Digifiend
Since: Sep, 2009
#4: Nov 30th 2012 at 7:45:08 PM
Some costumes were made for Sarah Jane Adventures then not used due to the death of Lis Sladen. So Wv A has the same advantage as SJA's first season.
Total posts: 4

So, a new RTD show. Lots of promises, not that good an execution. A couple random thoughts, in no particular order.
Snark Bait aliens. The Racnoss (er, sorry, the Necross) seem designed to generate overdose of snark in everyone watching (or it might be just me, after long years on TV Tropes). Their fighting strategy seems to consist of stomping awkwardly around while their targets stand still. So far, they seem to be doing things For the Evulz. Clearly, the Ravnos (er, Necross) thought the Evil Overlord List was a list of things you shouldn't do as a minion to an evil Lord/King/Father/Jabba-wall-thing. For crying out loud, don't explain everything to your enemies! Or if you have to do that, just give them the summary of your plans, so the audience doesn't have to go through the same explanation four times. Also, you guys aren't Brian Blessed. You shouldn't try.
I'm calling it right now: wizards have ...the Magic. Everyone just calls it magic because they don't know, but the necromongers (Necross, damn it) have extracted enough to know that wizards aren't very physically impressive, but wizards have ...the Magic (...The Woodpecker, anyone?). Or conversely, the whole point of the show will be for Tom to stop using magic and start using ...the Magic.
And... Necross?
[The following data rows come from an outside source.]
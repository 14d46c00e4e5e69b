use bit_set::BitSet;
use petgraph::algo::connected_components;
use petgraph::graph::{NodeIndex, UnGraph};
use smallvec::SmallVec;
use tracing::debug;

use crate::cells::CellIndex;
use crate::disjoint_set::DisjointSet;
use crate::edges::{EdgeId, EdgeSet};
use crate::grid::Grid;

pub type PassageSmallVec = SmallVec<[EdgeId; 4]>;

/// The passages of a maze and, by complement, its walls.
#[derive(Clone, Debug)]
pub struct SpanningTree {
    passages: Vec<EdgeId>,
    walls: Vec<EdgeId>,
    // Passages touching each cell, in the order they were selected.
    incident: Vec<PassageSmallVec>,
    links: UnGraph<(), EdgeId>,
}

impl SpanningTree {
    fn new(cells_count: usize,
           edges: &EdgeSet,
           passages: Vec<EdgeId>,
           walls: Vec<EdgeId>)
           -> SpanningTree {

        let mut incident = vec![PassageSmallVec::new(); cells_count];
        let mut links = UnGraph::with_capacity(cells_count, passages.len());
        for _ in 0..cells_count {
            let _ = links.add_node(());
        }

        for id in &passages {
            let edge = edges.get(*id);
            incident[edge.first.0].push(*id);
            incident[edge.second.0].push(*id);
            let _ = links.add_edge(NodeIndex::new(edge.first.0), NodeIndex::new(edge.second.0), *id);
        }

        SpanningTree {
            passages,
            walls,
            incident,
            links,
        }
    }

    /// Open passages in the order Kruskal's algorithm selected them.
    #[inline]
    pub fn passages(&self) -> &[EdgeId] {
        &self.passages
    }

    /// Every edge that is not a passage, in ascending weight order.
    #[inline]
    pub fn walls(&self) -> &[EdgeId] {
        &self.walls
    }

    #[inline]
    pub fn links_count(&self) -> usize {
        self.passages.len()
    }

    /// Passages touching `cell`, in selection order.
    #[inline]
    pub fn passages_at(&self, cell: CellIndex) -> &[EdgeId] {
        &self.incident[cell.0]
    }

    /// The passage joining two cells, if one exists.
    pub fn passage_between(&self, a: CellIndex, b: CellIndex) -> Option<EdgeId> {
        if a == b || a.0 >= self.incident.len() || b.0 >= self.incident.len() {
            return None;
        }
        self.links
            .find_edge(NodeIndex::new(a.0), NodeIndex::new(b.0))
            .map(|edge_index| self.links[edge_index])
    }

    /// Are two cells joined by a passage?
    #[inline]
    pub fn is_linked(&self, a: CellIndex, b: CellIndex) -> bool {
        self.passage_between(a, b).is_some()
    }

    /// A perfect maze: one connected component and no cycles.
    pub fn is_perfect(&self) -> bool {
        let cells_count = self.incident.len();
        connected_components(&self.links) == 1 && self.passages.len() + 1 == cells_count
    }

    /// Passages as pairs of cell indices, in selection order.
    pub fn iter_links(&self) -> impl Iterator<Item = (CellIndex, CellIndex)> + '_ {
        self.links
            .raw_edges()
            .iter()
            .map(|edge| (CellIndex(edge.source().index()), CellIndex(edge.target().index())))
    }
}

/// Build a maze from the weighted edges of a grid with Kruskal's algorithm.
pub fn kruskal(grid: &Grid, edges: &EdgeSet) -> SpanningTree {
    kruskal_with_components(grid, edges).0
}

/// Kruskal's algorithm, also handing back the disjoint set in its final state.
///
/// The scan stops once `edges.len() - 1` edges have been examined or `grid.size()` unions
/// have happened, whichever comes first. Grids at least two cells wide and tall never need
/// the heaviest edge, so the result is a true spanning tree. A single row or column needs
/// every edge, and the heaviest one is never examined: those mazes come out split in two.
pub fn kruskal_with_components(grid: &Grid, edges: &EdgeSet) -> (SpanningTree, DisjointSet) {
    let sorted = edges.sorted_by_weight();
    let mut components = DisjointSet::new(grid.iter_coordinates());

    let total_cells = grid.size();
    let examine_limit = edges.len().saturating_sub(1);
    let mut edges_examined = 0;
    let mut vertices_unioned = 0;
    let mut passages = Vec::with_capacity(total_cells.saturating_sub(1));
    let mut selected = BitSet::with_capacity(edges.len());

    while edges_examined < examine_limit && vertices_unioned < total_cells {
        let edge = edges.get(sorted[edges_examined]);
        let root_a = components.find(grid.coordinate(edge.first));
        let root_b = components.find(grid.coordinate(edge.second));

        if root_a != root_b {
            passages.push(edge.id);
            let _ = selected.insert(edge.id.0);
            components.union(root_a, root_b);
            vertices_unioned += 1;
        }
        edges_examined += 1;
    }

    let walls = sorted.into_iter()
        .filter(|id| !selected.contains(id.0))
        .collect::<Vec<_>>();

    debug!(cells = total_cells,
           edges = edges.len(),
           examined = edges_examined,
           passages = passages.len(),
           walls = walls.len(),
           "kruskal spanning tree built");

    (SpanningTree::new(total_cells, edges, passages, walls), components)
}

#[cfg(test)]
mod tests {

    use quickcheck::{quickcheck, TestResult};
    use rand::rngs::StdRng;
    use rand::SeedableRng;

    use super::*;
    use crate::cells::Cartesian2DCoordinate;
    use crate::edges::tests::{ScriptedWeights, FOUR_BY_TWO_WEIGHTS, TWO_BY_TWO_WEIGHTS};
    use crate::units::{Height, Width};

    fn grid(w: usize, h: usize) -> Grid {
        Grid::new(Width(w), Height(h)).expect("valid dimensions")
    }

    fn ids(raw: &[usize]) -> Vec<EdgeId> {
        raw.iter().map(|i| EdgeId(*i)).collect()
    }

    fn gc(x: u32, y: u32) -> Cartesian2DCoordinate {
        Cartesian2DCoordinate::new(x, y)
    }

    #[test]
    fn two_by_two_tree_and_walls() {
        let g = grid(2, 2);
        let edges = EdgeSet::generate(&g, &mut ScriptedWeights::new(&TWO_BY_TWO_WEIGHTS));
        let (tree, components) = kruskal_with_components(&g, &edges);

        // e2, e1, e4 selected; e3 joins n2 and n4 which are already connected through n1
        assert_eq!(tree.passages(), &ids(&[1, 0, 3])[..]);
        assert_eq!(tree.walls(), &ids(&[2])[..]);
        assert!(tree.is_perfect());

        assert_eq!(components.points_to(gc(0, 0)), Some(gc(0, 1)));
        assert_eq!(components.points_to(gc(1, 0)), Some(gc(1, 1)));
        assert_eq!(components.points_to(gc(0, 1)), Some(gc(1, 0)));
        assert_eq!(components.points_to(gc(1, 1)), Some(gc(1, 1)));
    }

    #[test]
    fn four_by_two_tree_walls_and_snapshot() {
        let g = grid(4, 2);
        let edges = EdgeSet::generate(&g, &mut ScriptedWeights::new(&FOUR_BY_TWO_WEIGHTS));
        assert_eq!(edges.sorted_by_weight(), ids(&[6, 3, 4, 5, 2, 0, 8, 9, 1, 7]));

        let (tree, components) = kruskal_with_components(&g, &edges);
        assert_eq!(tree.passages(), &ids(&[6, 3, 4, 5, 2, 0, 8])[..]);
        assert_eq!(tree.walls(), &ids(&[9, 1, 7])[..]);
        assert!(tree.is_perfect());

        let expected = [(gc(0, 0), gc(2, 1)),
                        (gc(1, 0), gc(3, 0)),
                        (gc(2, 0), gc(3, 0)),
                        (gc(3, 0), gc(1, 1)),
                        (gc(0, 1), gc(2, 1)),
                        (gc(1, 1), gc(2, 1)),
                        (gc(2, 1), gc(3, 1)),
                        (gc(3, 1), gc(3, 1))];
        assert_eq!(components.len(), expected.len());
        for &(key, target) in &expected {
            assert_eq!(components.points_to(key), Some(target), "key {:?}", key);
            assert_eq!(components.find(key), gc(3, 1));
        }
    }

    #[test]
    fn passages_at_follow_selection_order() {
        let g = grid(4, 2);
        let edges = EdgeSet::generate(&g, &mut ScriptedWeights::new(&FOUR_BY_TWO_WEIGHTS));
        let tree = kruskal(&g, &edges);
        assert_eq!(tree.passages_at(CellIndex(2)), &ids(&[3, 4, 0])[..]);
        assert_eq!(tree.passages_at(CellIndex(3)), &ids(&[4, 5, 2])[..]);
        assert_eq!(tree.passages_at(CellIndex(7)), &ids(&[8])[..]);
    }

    #[test]
    fn linked_cells() {
        let g = grid(2, 2);
        let edges = EdgeSet::generate(&g, &mut ScriptedWeights::new(&TWO_BY_TWO_WEIGHTS));
        let tree = kruskal(&g, &edges);
        let (n1, n2, n3, n4) = (CellIndex(0), CellIndex(1), CellIndex(2), CellIndex(3));

        assert!(tree.is_linked(n1, n2) && tree.is_linked(n2, n1));
        assert!(tree.is_linked(n1, n3) && tree.is_linked(n3, n1));
        assert!(tree.is_linked(n3, n4) && tree.is_linked(n4, n3));
        assert!(!tree.is_linked(n2, n4));
        assert!(!tree.is_linked(n1, n4));
        assert!(!tree.is_linked(n1, n1));
        assert!(!tree.is_linked(n1, CellIndex(99)));
        assert_eq!(tree.passage_between(n3, n4), Some(EdgeId(3)));
        assert_eq!(tree.iter_links().count(), 3);
    }

    #[test]
    fn single_cell_has_no_passages() {
        let g = grid(1, 1);
        let mut rng = StdRng::seed_from_u64(3);
        let edges = EdgeSet::generate(&g, &mut rng);
        let tree = kruskal(&g, &edges);
        assert!(tree.passages().is_empty());
        assert!(tree.walls().is_empty());
        assert!(tree.is_perfect());
    }

    #[test]
    fn single_row_mazes_drop_their_heaviest_edge() {
        // Every edge of a single row is a bridge, but the scan stops one edge short.
        let g = grid(4, 1);
        let edges = EdgeSet::generate(&g, &mut ScriptedWeights::new(&[10, 30, 20]));
        let tree = kruskal(&g, &edges);
        assert_eq!(tree.passages(), &ids(&[0, 2])[..]);
        assert_eq!(tree.walls(), &ids(&[1])[..]);
        assert!(!tree.is_perfect());

        let pair = grid(1, 2);
        let edges = EdgeSet::generate(&pair, &mut ScriptedWeights::new(&[5]));
        let tree = kruskal(&pair, &edges);
        assert!(tree.passages().is_empty());
        assert_eq!(tree.walls(), &ids(&[0])[..]);
    }

    #[test]
    fn quickcheck_two_dimensional_grids_give_perfect_mazes() {
        fn p(w: u8, h: u8, seed: u64) -> TestResult {
            let (w, h) = (w as usize % 12 + 2, h as usize % 12 + 2);
            let g = grid(w, h);
            let edges = EdgeSet::generate(&g, &mut StdRng::seed_from_u64(seed));
            let (tree, components) = kruskal_with_components(&g, &edges);

            let one_root = g.iter_coordinates()
                .map(|c| components.find(c))
                .all(|root| root == components.find(gc(0, 0)));
            TestResult::from_bool(tree.is_perfect() &&
                                  tree.links_count() == w * h - 1 &&
                                  tree.links_count() + tree.walls().len() == edges.len() &&
                                  one_root)
        }
        quickcheck(p as fn(u8, u8, u64) -> TestResult)
    }

    #[test]
    fn quickcheck_single_lines_are_one_passage_short() {
        fn p(len: u8, vertical: bool, seed: u64) -> TestResult {
            let len = len as usize % 30 + 2;
            let g = if vertical { grid(1, len) } else { grid(len, 1) };
            let edges = EdgeSet::generate(&g, &mut StdRng::seed_from_u64(seed));
            let tree = kruskal(&g, &edges);
            let heaviest = *edges.sorted_by_weight().last().unwrap();
            TestResult::from_bool(tree.links_count() == len - 2 &&
                                  tree.walls() == &[heaviest][..])
        }
        quickcheck(p as fn(u8, bool, u64) -> TestResult)
    }
}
How in the name of Unconquered Sun does that have any connection with what they do? The Extractor (it's a chamber that extracts ...the Magic ... 'To the extraction chamber!'? Anyone? No? Just 'To the Extractor'? ...Lame.) only makes people older.
Another thing - you get three spells a day? Who do you get it from? The all-powerful god of magic? Mother Earth? The Ministry of Spell Allotment? The GM?
On a more general note, the acting overall seems to consist of standing around looking wooden. Oh look, they're standing on the alien ship, listening to the aliens. Oh look, they're standing on the alien ship, talking to the aliens. Oh look, they're standing on the alien ship, watching the aliens instead of running away. Oh no, I forgot how to act! Oh no, there's some guys pointing a camera at me, better look like I don't belong here so they go away. Hey look, this is my constipated face.
The ending of the second part. Just... the ending of the second part.
And one last thing (feel free to correct me, because astronomy is not my strong subject) - you can't stay in a geostationary orbit if you're hiding from the Earth behind the Moon. You could, I guess, be in a selenostationary orbit (is that even a word?), but as far as I know, the Moon revolves around the Earth, so you will be constantly moving with respect to any single point on the Earth's surface.
Also, the show seems to be very good at overdosing me on snark. Could you tell?